Winston lowered himself into her reading chair. He put his socks on. “You’d side with my political enemies out of spite?” he asked. “I didn’t know you had it in you, Marie Barnes.”
“Well, cancer can’t take everything from a girl,” she said. “Believe it or not.”
“Now look who’s talking hangdog,” he said. He stood up and walked to her side of the bed. He bent toward her and cupped his hand under her chin, then he lifted her face to his and leaned in for a kiss. “I’ll be right back,” he said. “Go back to sleep, honey. You won’t even know I’m gone.”
“I always know when you’re gone,” Marie said. “Forty years now, and I always know when you’re gone.”
“Well, I won’t be gone long,” he said.
“You’ve been saying that for forty years.”
“If you take care of yourself and go back to sleep then I’ll be able to say it for forty more.”
“I just don’t want to be—” But she stopped and looked away from him. The room fell into silence, and Winston would swear that he could hear the distant lap of the waterway outside their windows. Or maybe it was the sound of the ticking clock he sometimes heard in his mind. Marie looked back at him after a moment. “I just can’t stop thinking about Colleen,” she finally said. “I wish she’d call us back.”
“I know, honey,” he said. He fought the urge to break his gaze from hers, to drop his chin to his chest. He considered sitting down on the bed beside her, but he knew that doing so would delay his leaving even longer. “I know. Maybe she’ll call tomorrow. If not, we’ll call her. Maybe we can try getting ahold of Scott at work, ask him how she’s doing.” He’d said all of these things many times since he and Marie had come home from Texas, and he was tired of saying them, but he knew that, when it came to their daughter, Marie needed to hear certain things, and he knew that it was his job to say them.

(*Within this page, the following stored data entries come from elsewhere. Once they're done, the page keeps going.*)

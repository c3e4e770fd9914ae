//! Stable two-bucket partition of a peer group and the single splice that
//! writes it back.
//!
//! Each peer's subtree moves as one block. Unchecked blocks come first, then
//! checked blocks, each bucket keeping the original peer order, so a group
//! that is already sorted never changes.

use std::ops::Range;

use crate::buffer::{BufferError, LineBuffer, Position};
use crate::error::SortError;
use crate::grammar;
use crate::scan::{PeerGroup, scan_peer_group};

/// How the clicked peer's checkbox is treated while partitioning.
#[derive(Debug, Clone, Copy, PartialEq, Eq, Default)]
pub enum ToggleMode {
    /// The click is about to flip the checkbox: flip it in the rewrite and
    /// bucket the item by its new state.
    #[default]
    Toggle,
    /// Re-sort with every item's current state.
    Keep,
}

/// One peer's subtree lines and the bucket it sorts into.
#[derive(Debug, Clone, PartialEq, Eq)]
pub struct Block {
    pub lines: Vec<String>,
    pub checked: bool,
}

/// A whole-line replacement computed from one peer group.
#[derive(Debug, Clone, PartialEq, Eq)]
pub struct Splice {
    /// Lines being replaced.
    pub lines: Range<usize>,
    pub from: Position,
    pub to: Position,
    pub text: String,
}

impl Splice {
    /// Issue the replacement as one `replace_range` call.
    pub fn apply<B: LineBuffer + ?Sized>(&self, buffer: &mut B) -> Result<(), SortError> {
        buffer
            .replace_range(self.from, self.to, &self.text)
            .map_err(SortError::Replace)
    }
}

/// Concatenate unchecked blocks, then checked blocks, preserving order
/// within each bucket.
pub fn partition(blocks: Vec<Block>) -> Vec<String> {
    let (unchecked, checked): (Vec<Block>, Vec<Block>) =
        blocks.into_iter().partition(|block| !block.checked);

    unchecked
        .into_iter()
        .chain(checked)
        .flat_map(|block| block.lines)
        .collect()
}

/// Read each peer's subtree, flipping the clicked peer's checkbox in
/// [`ToggleMode::Toggle`].
pub fn extract_blocks<B: LineBuffer + ?Sized>(
    buffer: &B,
    group: &PeerGroup,
    mode: ToggleMode,
) -> Result<Vec<Block>, SortError> {
    let mut blocks = Vec::with_capacity(group.subtrees.len());

    for subtree in &group.subtrees {
        let mut lines = subtree
            .lines()
            .map(|index| buffer.line(index))
            .collect::<Result<Vec<_>, _>>()?;
        let Some(first) = lines.first_mut() else {
            continue;
        };

        if mode == ToggleMode::Toggle && subtree.peer == group.clicked {
            *first = grammar::toggle_checkbox(first)
                .ok_or(SortError::NotATask { line: subtree.peer })?;
        }
        let checked = grammar::is_checked(first);

        blocks.push(Block { lines, checked });
    }

    Ok(blocks)
}

/// Work out the replacement for a click on `clicked`, or `None` when the
/// rewritten lines equal the current ones.
pub fn plan_rewrite<B: LineBuffer + ?Sized>(
    buffer: &B,
    clicked: usize,
    mode: ToggleMode,
) -> Result<Option<Splice>, SortError> {
    let group = scan_peer_group(buffer, clicked)?;
    let range = group.replace_range();

    let original = range
        .clone()
        .map(|index| buffer.line(index))
        .collect::<Result<Vec<_>, _>>()?;

    // A line at `depth` or deeper after the last subtree would have been
    // scanned as another peer, so the subtrees always fill the range.
    debug_assert_eq!(group.subtrees_end(), group.structure_end);
    let sorted = partition(extract_blocks(buffer, &group, mode)?);

    if sorted == original {
        log::debug!("lines {range:?} already sorted");
        return Ok(None);
    }

    Ok(Some(build_splice(buffer, range, &sorted)?))
}

/// Turn replacement lines into a splice over whole lines.
///
/// A range that ends before the last line is replaced up to column 0 of the
/// following line and the text keeps one trailing newline. A range reaching
/// the last line stops at that line's end, so no blank line is added.
///
/// Lines carry their `\r` when the document uses CRLF. The `\r` is taken off
/// each line and put back as part of the separator, so a line moved to or
/// from the unterminated last line keeps the document's line endings.
pub fn build_splice<B: LineBuffer + ?Sized>(
    buffer: &B,
    range: Range<usize>,
    lines: &[String],
) -> Result<Splice, BufferError> {
    let eol = line_ending(lines);
    let mut text = lines
        .iter()
        .map(|line| line.strip_suffix('\r').unwrap_or(line.as_str()))
        .collect::<Vec<_>>()
        .join(eol);

    let to = if range.end < buffer.line_count() {
        text.push_str(eol);
        Position::line_start(range.end)
    } else {
        let last = range.end.saturating_sub(1);
        let last_line = buffer.line(last)?;
        if last_line.ends_with('\r') {
            text.push('\r');
        }
        Position::new(last, last_line.len())
    };

    Ok(Splice {
        from: Position::line_start(range.start),
        to,
        text,
        lines: range,
    })
}

/// CRLF when any replaced line carries a `\r`, LF otherwise.
fn line_ending(lines: &[String]) -> &'static str {
    if lines.iter().any(|line| line.ends_with('\r')) {
        "\r\n"
    } else {
        "\n"
    }
}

For Winston, what had been a charming bedside scene—a scene of Marie worried over him in the middle of the night—had devolved into a kind of repulsion at Marie’s mentioning their daughter’s name. Winston’s grief for Colleen was caustic, and he knew it had turned poisonous, infecting his heart and hardening it against Marie’s own particular brand of grief and her need to share it with him. Unlike Marie, Winston’s sadness was a thing he could bear only when he was alone.
He reached for her, held her fingers with the tips of his, gave her hand a little shake.
“We’ll call the house again tomorrow,” he said. “And then we’ll get ahold of Scott at work if we need to.”
Marie smiled a weak smile and lowered herself to her pillow. She closed her eyes, and Winston kissed her forehead again. He stood up straight and looked down at her. He watched her turn away from him and pull the covers up over her shoulders.
When the telephone rang on the dresser across the bedroom, Winston jumped like he’d heard a slammed door or a gunshot. Marie didn’t even stir. “I bet that’s Rudy,” she said.